##### THE RECORDS #####
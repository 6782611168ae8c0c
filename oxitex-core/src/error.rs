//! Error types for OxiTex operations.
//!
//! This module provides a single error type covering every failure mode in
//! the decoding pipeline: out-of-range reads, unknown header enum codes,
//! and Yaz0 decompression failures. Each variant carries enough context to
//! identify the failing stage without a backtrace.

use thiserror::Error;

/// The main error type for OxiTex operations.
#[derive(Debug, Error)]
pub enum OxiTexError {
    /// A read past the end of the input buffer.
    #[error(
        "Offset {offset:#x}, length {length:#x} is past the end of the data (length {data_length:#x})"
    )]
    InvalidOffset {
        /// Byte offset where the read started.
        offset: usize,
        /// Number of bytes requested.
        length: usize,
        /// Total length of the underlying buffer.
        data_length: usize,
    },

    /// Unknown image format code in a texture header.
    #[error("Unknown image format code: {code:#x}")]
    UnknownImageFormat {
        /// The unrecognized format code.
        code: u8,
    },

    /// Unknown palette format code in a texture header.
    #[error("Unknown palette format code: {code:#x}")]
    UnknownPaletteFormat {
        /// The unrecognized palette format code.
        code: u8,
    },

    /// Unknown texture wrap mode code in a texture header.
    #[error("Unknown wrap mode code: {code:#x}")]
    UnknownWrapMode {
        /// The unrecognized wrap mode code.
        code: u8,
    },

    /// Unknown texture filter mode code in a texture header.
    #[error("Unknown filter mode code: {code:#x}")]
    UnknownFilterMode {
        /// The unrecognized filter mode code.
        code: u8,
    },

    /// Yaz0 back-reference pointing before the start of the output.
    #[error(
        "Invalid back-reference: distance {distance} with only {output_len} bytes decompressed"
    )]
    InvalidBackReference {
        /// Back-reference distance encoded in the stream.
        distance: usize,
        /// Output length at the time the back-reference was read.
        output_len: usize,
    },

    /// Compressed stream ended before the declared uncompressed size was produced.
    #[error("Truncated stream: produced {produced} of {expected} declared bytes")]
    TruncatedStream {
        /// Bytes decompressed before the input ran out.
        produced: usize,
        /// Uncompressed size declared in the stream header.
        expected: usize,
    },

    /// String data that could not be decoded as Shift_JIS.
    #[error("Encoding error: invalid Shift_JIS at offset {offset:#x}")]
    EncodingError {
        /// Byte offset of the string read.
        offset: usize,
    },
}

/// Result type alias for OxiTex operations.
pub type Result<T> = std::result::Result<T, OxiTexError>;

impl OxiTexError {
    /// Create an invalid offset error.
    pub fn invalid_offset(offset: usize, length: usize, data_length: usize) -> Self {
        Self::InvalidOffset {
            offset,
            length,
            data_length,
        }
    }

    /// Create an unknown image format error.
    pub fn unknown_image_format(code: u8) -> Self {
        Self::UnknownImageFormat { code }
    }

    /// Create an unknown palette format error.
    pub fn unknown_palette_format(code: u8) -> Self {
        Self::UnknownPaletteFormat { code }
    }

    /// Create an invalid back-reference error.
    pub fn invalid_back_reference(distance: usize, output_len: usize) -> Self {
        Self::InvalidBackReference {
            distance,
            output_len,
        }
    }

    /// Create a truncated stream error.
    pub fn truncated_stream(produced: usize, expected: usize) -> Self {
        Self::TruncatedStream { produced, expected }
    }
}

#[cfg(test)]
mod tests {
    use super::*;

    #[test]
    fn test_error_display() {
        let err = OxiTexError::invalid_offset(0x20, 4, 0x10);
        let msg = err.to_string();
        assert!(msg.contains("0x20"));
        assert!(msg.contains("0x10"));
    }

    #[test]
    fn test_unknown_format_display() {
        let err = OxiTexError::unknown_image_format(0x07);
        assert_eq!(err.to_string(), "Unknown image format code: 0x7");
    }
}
#####
* **PROMPT**: Supply the entire listing above again, word for word.

* **TASK RESULT**:
repository 6782611168ae8c0c
filename oxitex-core/src/error.rs
//! Error types for OxiTex operations.
//!
//! This module provides a single error type covering every failure mode in
//! the decoding pipeline: out-of-range reads, unknown header enum codes,
//! and Yaz0 decompression failures. Each variant carries enough context to
//! identify the failing stage without a backtrace.

use thiserror::Error;

/// The main error type for OxiTex operations.
#[derive(Debug, Error)]
pub enum OxiTexError {
    /// A read past the end of the input buffer.
    #[error(
        "Offset {offset:#x}, length {length:#x} is past the end of the data (length {data_length:#x})"
    )]
    InvalidOffset {
        /// Byte offset where the read started.
        offset: usize,
        /// Number of bytes requested.
        length: usize,
        /// Total length of the underlying buffer.
        data_length: usize,
    },

    /// Unknown image format code in a texture header.
    #[error("Unknown image format code: {code:#x}")]
    UnknownImageFormat {
        /// The unrecognized format code.
        code: u8,
    },

    /// Unknown palette format code in a texture header.
    #[error("Unknown palette format code: {code:#x}")]
    UnknownPaletteFormat {
        /// The unrecognized palette format code.
        code: u8,
    },

    /// Unknown texture wrap mode code in a texture header.
    #[error("Unknown wrap mode code: {code:#x}")]
    UnknownWrapMode {
        /// The unrecognized wrap mode code.
        code: u8,
    },

    /// Unknown texture filter mode code in a texture header.
    #[error("Unknown filter mode code: {code:#x}")]
    UnknownFilterMode {
        /// The unrecognized filter mode code.
        code: u8,
    },

    /// Yaz0 back-reference pointing before the start of the output.
    #[error(
        "Invalid back-reference: distance {distance} with only {output_len} bytes decompressed"
    )]
    InvalidBackReference {
        /// Back-reference distance encoded in the stream.
        distance: usize,
        /// Output length at the time the back-reference was read.
        output_len: usize,
    },

    /// Compressed stream ended before the declared uncompressed size was produced.
    #[error("Truncated stream: produced {produced} of {expected} declared bytes")]
    TruncatedStream {
        /// Bytes decompressed before the input ran out.
        produced: usize,
        /// Uncompressed size declared in the stream header.
        expected: usize,
    },

    /// String data that could not be decoded as Shift_JIS.
    #[error("Encoding error: invalid Shift_JIS at offset {offset:#x}")]
    EncodingError {
        /// Byte offset of the string read.
        offset: usize,
    },
}

/// Result type alias for OxiTex operations.
pub type Result<T> = std::result::Result<T, OxiTexError>;

impl OxiTexError {
    /// Create an invalid offset error.
    pub fn invalid_offset(offset: usize, length: usize, data_length: usize) -> Self {
        Self::InvalidOffset {
            offset,
            length,
            data_length,
        }
    }

    /// Create an unknown image format error.
    pub fn unknown_image_format(code: u8) -> Self {
        Self::UnknownImageFormat { code }
    }

    /// Create an unknown palette format error.
    pub fn unknown_palette_format(code: u8) -> Self {
        Self::UnknownPaletteFormat { code }
    }

    /// Create an invalid back-reference error.
    pub fn invalid_back_reference(distance: usize, output_len: usize) -> Self {
        Self::InvalidBackReference {
            distance,
            output_len,
        }
    }

    /// Create a truncated stream error.
    pub fn truncated_stream(produced: usize, expected: usize) -> Self {
        Self::TruncatedStream { produced, expected }
    }
}

#[cfg(test)]
mod tests {
    use super::*;

    #[test]
    fn test_error_display() {
        let err = OxiTexError::invalid_offset(0x20, 4, 0x10);
        let msg = err.to_string();
        assert!(msg.contains("0x20"));
        assert!(msg.contains("0x10"));
    }

    #[test]
    fn test_unknown_format_display() {
        let err = OxiTexError::unknown_image_format(0x07);
        assert_eq!(err.to_string(), "Unknown image format code: 0x7");
    }
}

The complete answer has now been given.